■ WHAT IS NEEDED
The line containing "#[derive(Debug, Error)]" marks the end: restate word for word every line from the first line of the entries below through that one.

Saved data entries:
++++++
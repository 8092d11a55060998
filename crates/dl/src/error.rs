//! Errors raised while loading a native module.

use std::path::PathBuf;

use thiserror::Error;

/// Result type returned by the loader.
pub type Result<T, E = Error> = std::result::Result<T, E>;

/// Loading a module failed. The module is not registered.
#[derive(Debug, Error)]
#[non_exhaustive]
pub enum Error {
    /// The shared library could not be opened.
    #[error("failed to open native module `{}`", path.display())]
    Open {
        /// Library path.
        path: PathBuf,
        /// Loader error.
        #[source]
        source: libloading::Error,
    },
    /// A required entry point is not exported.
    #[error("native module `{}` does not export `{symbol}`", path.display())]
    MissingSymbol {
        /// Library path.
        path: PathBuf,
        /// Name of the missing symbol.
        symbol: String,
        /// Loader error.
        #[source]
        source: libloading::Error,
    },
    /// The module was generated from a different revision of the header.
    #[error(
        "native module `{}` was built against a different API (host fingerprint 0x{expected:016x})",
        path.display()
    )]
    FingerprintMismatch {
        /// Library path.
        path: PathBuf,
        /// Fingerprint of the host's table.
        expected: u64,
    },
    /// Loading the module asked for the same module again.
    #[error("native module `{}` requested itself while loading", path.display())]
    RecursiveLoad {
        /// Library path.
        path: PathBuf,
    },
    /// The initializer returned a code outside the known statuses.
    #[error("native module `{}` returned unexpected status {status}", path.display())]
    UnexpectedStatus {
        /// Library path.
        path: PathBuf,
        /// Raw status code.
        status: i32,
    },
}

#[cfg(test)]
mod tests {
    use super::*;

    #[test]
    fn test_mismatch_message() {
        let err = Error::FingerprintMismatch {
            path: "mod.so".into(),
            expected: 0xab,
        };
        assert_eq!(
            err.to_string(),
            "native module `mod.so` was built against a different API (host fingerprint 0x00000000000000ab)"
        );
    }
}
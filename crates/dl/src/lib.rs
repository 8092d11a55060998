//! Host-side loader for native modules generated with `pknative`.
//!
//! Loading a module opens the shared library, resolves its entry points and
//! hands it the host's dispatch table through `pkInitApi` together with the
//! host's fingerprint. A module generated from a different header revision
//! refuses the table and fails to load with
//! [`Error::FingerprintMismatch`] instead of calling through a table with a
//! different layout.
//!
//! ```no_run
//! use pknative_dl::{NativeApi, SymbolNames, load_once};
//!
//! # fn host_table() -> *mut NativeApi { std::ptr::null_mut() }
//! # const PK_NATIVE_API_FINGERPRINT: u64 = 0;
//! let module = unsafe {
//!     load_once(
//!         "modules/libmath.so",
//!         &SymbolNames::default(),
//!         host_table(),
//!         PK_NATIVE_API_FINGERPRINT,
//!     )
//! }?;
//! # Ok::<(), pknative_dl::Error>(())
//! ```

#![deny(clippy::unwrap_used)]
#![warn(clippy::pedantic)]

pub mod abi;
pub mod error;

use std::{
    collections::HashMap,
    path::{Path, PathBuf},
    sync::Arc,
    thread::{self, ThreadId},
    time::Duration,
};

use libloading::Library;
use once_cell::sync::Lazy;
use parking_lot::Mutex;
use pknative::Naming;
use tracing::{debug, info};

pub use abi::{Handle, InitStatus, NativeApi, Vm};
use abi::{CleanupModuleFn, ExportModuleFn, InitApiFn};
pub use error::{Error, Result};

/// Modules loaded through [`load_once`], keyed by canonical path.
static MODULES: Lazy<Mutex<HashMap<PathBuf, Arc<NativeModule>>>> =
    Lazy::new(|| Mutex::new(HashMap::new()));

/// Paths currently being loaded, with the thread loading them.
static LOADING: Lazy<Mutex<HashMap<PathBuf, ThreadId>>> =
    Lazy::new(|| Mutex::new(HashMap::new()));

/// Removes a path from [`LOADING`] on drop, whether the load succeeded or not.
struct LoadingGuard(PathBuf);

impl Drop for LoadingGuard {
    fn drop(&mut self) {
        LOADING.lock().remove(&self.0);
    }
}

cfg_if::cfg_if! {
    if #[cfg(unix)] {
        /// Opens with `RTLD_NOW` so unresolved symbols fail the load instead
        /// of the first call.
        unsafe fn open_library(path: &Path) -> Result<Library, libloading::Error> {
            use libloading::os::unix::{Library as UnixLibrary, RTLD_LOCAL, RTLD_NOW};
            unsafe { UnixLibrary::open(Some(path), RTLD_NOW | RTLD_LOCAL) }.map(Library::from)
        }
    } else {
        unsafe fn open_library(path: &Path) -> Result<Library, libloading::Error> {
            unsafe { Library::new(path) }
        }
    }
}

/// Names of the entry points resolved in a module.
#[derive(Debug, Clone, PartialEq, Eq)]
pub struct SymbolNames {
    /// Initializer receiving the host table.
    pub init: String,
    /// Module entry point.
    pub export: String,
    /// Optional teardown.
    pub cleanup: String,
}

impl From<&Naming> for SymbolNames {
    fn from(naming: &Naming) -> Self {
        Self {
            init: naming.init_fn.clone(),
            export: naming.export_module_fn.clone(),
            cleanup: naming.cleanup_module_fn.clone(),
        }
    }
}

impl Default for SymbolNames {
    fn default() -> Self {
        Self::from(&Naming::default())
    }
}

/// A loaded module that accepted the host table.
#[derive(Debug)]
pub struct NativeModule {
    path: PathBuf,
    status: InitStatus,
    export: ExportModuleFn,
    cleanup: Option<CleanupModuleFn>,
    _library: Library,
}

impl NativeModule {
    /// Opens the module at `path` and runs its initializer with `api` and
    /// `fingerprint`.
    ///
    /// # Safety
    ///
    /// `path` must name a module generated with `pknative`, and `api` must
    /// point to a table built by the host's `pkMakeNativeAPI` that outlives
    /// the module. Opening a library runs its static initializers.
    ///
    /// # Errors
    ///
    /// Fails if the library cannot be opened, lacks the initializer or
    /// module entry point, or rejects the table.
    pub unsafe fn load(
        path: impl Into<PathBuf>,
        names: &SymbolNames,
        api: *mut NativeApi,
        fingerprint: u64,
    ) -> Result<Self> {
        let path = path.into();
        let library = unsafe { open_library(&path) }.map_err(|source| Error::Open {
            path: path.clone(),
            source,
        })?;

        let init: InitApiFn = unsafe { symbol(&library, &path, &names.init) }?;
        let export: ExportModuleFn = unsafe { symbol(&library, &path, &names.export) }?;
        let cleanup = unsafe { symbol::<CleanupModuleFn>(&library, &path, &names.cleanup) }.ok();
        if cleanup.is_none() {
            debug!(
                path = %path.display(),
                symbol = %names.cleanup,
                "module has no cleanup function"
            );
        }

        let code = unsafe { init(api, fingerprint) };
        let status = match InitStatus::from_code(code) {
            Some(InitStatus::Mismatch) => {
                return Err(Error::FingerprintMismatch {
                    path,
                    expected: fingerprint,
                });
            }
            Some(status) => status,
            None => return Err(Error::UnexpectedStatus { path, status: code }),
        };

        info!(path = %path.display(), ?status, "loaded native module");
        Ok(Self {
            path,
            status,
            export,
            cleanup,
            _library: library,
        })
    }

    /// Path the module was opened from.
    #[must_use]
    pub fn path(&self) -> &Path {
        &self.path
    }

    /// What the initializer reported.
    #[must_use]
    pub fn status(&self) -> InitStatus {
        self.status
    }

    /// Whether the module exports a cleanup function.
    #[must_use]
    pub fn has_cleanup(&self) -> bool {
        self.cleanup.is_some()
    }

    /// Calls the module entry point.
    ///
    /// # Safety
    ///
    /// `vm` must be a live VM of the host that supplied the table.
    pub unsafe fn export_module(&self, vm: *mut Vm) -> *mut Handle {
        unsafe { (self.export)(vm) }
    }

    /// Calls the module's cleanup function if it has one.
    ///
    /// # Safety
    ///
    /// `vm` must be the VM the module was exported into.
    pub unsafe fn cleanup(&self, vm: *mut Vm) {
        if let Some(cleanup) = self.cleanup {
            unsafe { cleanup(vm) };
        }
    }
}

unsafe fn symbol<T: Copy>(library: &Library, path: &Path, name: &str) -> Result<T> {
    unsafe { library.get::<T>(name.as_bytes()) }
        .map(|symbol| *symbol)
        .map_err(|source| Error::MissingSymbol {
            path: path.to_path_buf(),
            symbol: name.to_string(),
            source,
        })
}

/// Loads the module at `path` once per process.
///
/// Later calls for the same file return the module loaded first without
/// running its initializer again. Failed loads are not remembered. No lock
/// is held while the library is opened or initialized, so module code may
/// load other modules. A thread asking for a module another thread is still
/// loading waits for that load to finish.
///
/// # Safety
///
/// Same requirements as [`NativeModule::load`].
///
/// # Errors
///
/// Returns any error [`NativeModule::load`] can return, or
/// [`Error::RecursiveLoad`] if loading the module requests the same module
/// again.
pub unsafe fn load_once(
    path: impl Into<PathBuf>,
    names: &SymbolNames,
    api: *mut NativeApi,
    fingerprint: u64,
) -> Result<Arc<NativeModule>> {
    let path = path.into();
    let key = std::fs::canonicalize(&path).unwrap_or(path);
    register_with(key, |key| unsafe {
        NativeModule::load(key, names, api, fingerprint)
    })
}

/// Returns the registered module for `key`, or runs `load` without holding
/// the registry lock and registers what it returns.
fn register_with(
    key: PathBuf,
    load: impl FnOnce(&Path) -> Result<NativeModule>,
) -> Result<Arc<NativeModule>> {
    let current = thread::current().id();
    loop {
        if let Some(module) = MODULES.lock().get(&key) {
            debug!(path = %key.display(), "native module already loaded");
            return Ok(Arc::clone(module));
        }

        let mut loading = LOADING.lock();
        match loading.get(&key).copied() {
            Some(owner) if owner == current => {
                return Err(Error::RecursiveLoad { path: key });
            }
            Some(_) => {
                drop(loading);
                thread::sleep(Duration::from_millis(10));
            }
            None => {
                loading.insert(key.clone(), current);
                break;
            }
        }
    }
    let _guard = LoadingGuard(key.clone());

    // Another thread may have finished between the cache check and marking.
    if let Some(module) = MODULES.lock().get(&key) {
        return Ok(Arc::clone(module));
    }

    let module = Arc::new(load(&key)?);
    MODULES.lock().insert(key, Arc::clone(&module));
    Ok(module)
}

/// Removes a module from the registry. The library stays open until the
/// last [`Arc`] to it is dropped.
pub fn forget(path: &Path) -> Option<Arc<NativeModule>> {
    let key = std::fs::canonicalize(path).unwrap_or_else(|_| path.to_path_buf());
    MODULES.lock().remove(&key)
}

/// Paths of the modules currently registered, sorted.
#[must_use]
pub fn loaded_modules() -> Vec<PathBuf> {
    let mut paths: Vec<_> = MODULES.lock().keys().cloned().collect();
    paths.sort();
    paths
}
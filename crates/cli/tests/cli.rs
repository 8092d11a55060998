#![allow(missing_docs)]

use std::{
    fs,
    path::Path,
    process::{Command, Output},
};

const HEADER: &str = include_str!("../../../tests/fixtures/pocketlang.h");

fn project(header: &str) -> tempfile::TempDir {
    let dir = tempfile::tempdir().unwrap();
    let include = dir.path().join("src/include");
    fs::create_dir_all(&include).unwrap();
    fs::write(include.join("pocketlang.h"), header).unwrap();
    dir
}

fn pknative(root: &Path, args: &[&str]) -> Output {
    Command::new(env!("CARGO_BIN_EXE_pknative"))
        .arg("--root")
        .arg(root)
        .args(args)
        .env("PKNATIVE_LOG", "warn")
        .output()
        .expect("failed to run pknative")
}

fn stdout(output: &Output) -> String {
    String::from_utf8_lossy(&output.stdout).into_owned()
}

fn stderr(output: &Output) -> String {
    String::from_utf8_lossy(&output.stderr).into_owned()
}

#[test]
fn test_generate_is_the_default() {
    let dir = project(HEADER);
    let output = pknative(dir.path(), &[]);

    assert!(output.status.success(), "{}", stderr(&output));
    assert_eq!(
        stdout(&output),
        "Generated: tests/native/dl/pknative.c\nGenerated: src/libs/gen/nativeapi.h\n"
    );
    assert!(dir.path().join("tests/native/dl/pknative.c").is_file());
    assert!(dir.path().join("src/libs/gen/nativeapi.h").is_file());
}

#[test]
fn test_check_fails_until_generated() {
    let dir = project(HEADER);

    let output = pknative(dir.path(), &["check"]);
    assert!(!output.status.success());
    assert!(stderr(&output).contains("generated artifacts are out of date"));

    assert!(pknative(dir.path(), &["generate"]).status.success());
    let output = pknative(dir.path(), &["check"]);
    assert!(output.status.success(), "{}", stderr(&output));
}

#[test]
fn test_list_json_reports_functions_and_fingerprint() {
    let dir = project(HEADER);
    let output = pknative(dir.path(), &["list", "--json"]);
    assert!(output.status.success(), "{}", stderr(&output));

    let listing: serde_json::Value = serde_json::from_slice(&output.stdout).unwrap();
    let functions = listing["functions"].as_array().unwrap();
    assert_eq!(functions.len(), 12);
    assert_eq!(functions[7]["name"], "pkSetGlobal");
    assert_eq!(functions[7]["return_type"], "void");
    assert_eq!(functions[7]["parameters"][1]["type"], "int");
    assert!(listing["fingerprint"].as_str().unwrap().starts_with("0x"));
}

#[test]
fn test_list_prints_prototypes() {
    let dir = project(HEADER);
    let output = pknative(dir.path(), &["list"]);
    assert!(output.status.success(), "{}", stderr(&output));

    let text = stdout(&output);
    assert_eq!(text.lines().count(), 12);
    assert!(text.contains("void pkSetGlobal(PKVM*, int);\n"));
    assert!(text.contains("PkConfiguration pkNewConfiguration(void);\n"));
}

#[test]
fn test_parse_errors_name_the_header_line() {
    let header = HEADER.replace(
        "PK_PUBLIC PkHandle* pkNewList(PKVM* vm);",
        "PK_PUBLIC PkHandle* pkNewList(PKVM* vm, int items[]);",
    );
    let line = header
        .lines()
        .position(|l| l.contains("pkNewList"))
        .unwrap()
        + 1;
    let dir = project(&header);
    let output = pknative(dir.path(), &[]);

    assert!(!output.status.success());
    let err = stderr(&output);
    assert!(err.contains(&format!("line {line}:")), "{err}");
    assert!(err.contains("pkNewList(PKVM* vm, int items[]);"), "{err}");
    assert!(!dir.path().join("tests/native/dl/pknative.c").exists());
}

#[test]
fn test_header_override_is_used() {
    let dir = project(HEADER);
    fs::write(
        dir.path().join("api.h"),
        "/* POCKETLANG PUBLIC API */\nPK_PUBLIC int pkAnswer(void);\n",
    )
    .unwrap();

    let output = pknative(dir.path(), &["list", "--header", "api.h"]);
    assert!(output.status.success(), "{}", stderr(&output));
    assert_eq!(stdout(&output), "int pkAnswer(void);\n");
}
++++++
■ OUTPUT OF THE EXERCISE
repository 8092d11a55060998
filename crates/dl/src/error.rs
//! Errors raised while loading a native module.

use std::path::PathBuf;

use thiserror::Error;

/// Result type returned by the loader.
pub type Result<T, E = Error> = std::result::Result<T, E>;

/// Loading a module failed. The module is not registered.
#[derive(Debug, Error)]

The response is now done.